▶ **TASK PROMPT**:
Would you please output, word for word, the span of the listing below that opens on the line containing "an info frame." and closes on the line containing "let len = payload.len()"? Include both ends and nothing more.

▶ **EXERCISE INPUTS**:

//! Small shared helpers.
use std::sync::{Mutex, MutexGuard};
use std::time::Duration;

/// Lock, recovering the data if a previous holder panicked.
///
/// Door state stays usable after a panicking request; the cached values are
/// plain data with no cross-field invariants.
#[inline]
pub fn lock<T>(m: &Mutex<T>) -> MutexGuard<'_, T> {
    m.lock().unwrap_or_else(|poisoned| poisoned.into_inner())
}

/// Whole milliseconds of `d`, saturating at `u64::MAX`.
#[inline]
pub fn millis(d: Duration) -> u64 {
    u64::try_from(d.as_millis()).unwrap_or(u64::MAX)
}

...

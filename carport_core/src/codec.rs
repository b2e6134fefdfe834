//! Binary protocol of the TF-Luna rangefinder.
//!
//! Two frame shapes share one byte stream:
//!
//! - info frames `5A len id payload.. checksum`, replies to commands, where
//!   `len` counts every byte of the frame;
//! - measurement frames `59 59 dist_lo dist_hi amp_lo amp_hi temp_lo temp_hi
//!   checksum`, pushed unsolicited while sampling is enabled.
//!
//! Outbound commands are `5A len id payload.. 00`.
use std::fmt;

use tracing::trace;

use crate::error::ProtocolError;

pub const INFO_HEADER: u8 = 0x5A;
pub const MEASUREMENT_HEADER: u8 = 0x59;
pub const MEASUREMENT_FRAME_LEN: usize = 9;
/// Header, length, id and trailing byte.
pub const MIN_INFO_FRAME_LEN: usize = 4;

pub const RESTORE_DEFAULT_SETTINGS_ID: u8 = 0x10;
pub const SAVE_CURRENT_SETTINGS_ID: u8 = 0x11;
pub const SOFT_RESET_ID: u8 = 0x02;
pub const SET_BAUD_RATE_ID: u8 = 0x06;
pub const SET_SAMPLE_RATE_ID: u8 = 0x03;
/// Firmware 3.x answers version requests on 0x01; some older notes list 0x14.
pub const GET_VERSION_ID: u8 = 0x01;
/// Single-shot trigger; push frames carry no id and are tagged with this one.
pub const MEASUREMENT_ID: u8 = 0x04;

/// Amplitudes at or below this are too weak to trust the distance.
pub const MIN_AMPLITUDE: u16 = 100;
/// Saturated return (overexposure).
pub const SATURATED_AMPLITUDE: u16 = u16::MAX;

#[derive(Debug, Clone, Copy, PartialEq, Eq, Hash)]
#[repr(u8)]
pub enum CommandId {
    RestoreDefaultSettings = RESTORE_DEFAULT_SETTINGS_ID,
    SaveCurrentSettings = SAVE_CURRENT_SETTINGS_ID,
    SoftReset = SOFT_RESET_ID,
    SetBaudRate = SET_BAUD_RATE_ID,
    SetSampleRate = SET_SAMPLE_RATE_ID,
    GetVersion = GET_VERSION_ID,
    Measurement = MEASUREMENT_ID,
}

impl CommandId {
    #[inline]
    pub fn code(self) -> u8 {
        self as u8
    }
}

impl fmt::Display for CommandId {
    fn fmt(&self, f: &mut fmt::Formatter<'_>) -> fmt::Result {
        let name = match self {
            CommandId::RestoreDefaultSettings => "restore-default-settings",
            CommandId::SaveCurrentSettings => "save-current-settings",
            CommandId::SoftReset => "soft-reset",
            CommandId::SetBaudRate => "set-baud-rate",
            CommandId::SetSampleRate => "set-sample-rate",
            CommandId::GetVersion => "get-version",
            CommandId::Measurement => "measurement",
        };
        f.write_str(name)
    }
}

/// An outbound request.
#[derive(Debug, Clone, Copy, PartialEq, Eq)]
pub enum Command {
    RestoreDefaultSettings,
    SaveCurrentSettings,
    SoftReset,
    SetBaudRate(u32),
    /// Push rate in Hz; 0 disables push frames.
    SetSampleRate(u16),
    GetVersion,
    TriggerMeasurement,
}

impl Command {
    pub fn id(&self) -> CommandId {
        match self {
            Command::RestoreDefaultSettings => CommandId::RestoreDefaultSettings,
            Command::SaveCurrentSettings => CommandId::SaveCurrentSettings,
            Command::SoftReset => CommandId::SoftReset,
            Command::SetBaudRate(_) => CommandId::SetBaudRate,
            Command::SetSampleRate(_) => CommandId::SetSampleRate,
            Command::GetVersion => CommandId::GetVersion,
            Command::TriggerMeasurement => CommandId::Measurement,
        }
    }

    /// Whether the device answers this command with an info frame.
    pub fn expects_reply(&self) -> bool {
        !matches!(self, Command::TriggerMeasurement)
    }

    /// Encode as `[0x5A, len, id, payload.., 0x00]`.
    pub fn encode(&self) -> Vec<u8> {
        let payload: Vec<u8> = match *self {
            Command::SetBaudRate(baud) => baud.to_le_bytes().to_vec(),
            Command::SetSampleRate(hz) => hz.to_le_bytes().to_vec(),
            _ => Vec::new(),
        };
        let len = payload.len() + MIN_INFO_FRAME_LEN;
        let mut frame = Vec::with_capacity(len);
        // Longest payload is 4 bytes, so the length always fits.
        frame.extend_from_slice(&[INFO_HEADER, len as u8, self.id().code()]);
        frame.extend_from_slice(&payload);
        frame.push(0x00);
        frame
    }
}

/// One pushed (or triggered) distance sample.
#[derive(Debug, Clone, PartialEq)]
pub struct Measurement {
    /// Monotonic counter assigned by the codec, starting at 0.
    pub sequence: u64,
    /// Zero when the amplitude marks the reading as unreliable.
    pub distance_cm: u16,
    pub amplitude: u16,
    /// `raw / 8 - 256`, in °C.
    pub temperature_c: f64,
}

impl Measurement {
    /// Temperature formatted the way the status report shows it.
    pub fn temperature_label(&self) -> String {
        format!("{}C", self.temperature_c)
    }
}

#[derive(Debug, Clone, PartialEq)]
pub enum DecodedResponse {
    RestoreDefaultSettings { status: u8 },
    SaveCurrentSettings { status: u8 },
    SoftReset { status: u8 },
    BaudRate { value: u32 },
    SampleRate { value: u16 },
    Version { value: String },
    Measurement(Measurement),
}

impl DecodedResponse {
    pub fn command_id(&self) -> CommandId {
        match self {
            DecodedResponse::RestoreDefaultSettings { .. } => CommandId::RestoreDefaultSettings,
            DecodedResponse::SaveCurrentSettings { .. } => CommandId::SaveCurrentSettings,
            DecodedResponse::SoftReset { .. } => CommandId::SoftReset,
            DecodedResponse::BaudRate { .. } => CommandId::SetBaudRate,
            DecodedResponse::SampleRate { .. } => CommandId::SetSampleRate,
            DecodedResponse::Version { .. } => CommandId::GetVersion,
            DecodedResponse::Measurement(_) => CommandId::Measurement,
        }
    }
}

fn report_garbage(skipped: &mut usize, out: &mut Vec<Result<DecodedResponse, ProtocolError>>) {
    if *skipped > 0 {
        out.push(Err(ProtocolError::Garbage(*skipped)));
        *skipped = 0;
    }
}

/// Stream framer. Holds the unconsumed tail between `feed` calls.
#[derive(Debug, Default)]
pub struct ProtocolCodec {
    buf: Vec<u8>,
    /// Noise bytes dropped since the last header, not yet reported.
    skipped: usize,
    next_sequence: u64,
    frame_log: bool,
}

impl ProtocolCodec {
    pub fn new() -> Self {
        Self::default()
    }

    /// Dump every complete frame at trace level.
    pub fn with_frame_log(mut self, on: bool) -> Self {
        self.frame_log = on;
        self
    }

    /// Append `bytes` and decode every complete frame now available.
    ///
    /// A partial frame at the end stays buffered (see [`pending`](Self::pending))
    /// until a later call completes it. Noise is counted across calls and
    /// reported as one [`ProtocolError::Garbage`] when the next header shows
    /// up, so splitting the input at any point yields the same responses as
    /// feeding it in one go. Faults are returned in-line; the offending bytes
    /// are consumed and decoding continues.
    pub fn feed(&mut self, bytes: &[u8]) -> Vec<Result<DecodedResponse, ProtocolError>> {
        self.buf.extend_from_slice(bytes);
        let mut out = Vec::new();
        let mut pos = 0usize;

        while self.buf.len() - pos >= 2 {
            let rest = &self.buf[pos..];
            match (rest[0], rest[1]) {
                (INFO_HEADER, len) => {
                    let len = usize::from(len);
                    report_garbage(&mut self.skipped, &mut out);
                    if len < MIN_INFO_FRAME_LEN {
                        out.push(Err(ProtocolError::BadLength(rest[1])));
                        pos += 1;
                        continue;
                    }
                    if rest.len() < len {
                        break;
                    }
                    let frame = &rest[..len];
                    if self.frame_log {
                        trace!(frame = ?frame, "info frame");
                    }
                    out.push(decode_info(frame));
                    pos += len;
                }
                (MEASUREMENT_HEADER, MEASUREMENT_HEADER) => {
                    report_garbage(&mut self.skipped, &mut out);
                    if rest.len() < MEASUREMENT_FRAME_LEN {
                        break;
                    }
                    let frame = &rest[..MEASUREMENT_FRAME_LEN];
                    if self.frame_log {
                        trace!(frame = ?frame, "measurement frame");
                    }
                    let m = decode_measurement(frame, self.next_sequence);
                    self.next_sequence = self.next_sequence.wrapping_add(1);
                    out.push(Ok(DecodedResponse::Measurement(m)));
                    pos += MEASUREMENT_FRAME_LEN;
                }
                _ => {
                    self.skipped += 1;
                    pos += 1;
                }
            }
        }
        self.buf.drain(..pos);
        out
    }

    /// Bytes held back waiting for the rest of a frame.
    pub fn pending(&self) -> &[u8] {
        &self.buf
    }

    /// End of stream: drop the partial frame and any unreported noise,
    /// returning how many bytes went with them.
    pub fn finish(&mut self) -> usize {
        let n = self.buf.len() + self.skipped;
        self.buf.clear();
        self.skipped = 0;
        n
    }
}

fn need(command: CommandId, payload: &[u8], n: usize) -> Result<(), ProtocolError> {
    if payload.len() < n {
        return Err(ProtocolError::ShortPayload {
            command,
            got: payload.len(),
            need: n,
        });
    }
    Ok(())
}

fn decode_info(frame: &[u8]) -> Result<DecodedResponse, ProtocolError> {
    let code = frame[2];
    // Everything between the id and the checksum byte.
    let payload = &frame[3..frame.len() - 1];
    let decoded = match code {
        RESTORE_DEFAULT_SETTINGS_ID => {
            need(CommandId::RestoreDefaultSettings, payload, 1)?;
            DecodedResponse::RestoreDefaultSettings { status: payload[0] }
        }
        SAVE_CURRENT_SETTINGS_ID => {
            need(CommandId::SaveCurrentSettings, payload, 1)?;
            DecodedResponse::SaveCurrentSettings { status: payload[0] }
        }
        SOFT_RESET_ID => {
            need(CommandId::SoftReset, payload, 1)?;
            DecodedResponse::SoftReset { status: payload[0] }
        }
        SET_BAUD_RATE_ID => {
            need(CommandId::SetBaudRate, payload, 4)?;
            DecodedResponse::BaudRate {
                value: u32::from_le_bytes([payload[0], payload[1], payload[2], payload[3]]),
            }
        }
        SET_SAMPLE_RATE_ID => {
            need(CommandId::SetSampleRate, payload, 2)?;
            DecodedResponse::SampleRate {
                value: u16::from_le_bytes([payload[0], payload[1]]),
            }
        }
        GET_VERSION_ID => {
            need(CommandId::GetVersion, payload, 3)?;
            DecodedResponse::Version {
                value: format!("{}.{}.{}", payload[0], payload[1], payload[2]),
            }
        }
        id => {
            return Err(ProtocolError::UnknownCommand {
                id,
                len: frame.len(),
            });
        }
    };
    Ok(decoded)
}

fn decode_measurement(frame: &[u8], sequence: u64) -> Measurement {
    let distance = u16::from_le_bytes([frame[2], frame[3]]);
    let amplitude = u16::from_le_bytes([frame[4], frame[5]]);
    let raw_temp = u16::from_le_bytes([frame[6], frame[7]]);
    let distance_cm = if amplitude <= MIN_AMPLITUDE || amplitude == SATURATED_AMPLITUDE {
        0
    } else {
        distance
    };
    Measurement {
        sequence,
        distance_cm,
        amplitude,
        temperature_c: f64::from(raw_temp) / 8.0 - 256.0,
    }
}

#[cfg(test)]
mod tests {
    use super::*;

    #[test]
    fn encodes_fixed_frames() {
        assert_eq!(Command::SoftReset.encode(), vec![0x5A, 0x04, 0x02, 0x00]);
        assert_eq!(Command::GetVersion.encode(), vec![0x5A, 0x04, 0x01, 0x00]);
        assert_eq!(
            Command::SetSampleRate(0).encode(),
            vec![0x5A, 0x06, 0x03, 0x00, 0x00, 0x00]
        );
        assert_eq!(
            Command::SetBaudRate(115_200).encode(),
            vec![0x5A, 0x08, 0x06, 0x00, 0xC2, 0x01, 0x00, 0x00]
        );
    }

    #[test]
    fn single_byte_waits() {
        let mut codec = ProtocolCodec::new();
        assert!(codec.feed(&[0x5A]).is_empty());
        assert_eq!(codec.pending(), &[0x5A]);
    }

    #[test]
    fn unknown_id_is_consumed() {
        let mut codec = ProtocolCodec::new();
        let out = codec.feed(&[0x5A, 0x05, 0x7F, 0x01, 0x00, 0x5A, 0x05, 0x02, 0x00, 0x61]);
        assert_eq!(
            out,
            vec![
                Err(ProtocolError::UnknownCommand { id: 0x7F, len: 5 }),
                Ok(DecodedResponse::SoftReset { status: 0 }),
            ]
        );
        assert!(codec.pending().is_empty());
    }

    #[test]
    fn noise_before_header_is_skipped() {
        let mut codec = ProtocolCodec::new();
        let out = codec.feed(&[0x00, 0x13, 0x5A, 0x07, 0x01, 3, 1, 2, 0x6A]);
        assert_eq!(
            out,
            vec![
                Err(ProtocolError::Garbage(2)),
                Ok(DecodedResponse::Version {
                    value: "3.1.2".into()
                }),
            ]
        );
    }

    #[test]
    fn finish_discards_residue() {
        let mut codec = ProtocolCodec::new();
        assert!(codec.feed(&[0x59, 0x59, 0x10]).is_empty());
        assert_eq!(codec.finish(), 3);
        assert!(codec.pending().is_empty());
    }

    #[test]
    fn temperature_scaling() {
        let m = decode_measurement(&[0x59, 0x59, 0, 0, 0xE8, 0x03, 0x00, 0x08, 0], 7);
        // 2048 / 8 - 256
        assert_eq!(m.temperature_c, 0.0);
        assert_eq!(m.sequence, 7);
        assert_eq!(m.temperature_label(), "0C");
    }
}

▶ **SOLUTION FOR THIS TASK**:
    /// Whether the device answers this command with an info frame.
    pub fn expects_reply(&self) -> bool {
        !matches!(self, Command::TriggerMeasurement)
    }

    /// Encode as `[0x5A, len, id, payload.., 0x00]`.
    pub fn encode(&self) -> Vec<u8> {
        let payload: Vec<u8> = match *self {
            Command::SetBaudRate(baud) => baud.to_le_bytes().to_vec(),
            Command::SetSampleRate(hz) => hz.to_le_bytes().to_vec(),
            _ => Vec::new(),
        };
        let len = payload.len() + MIN_INFO_FRAME_LEN;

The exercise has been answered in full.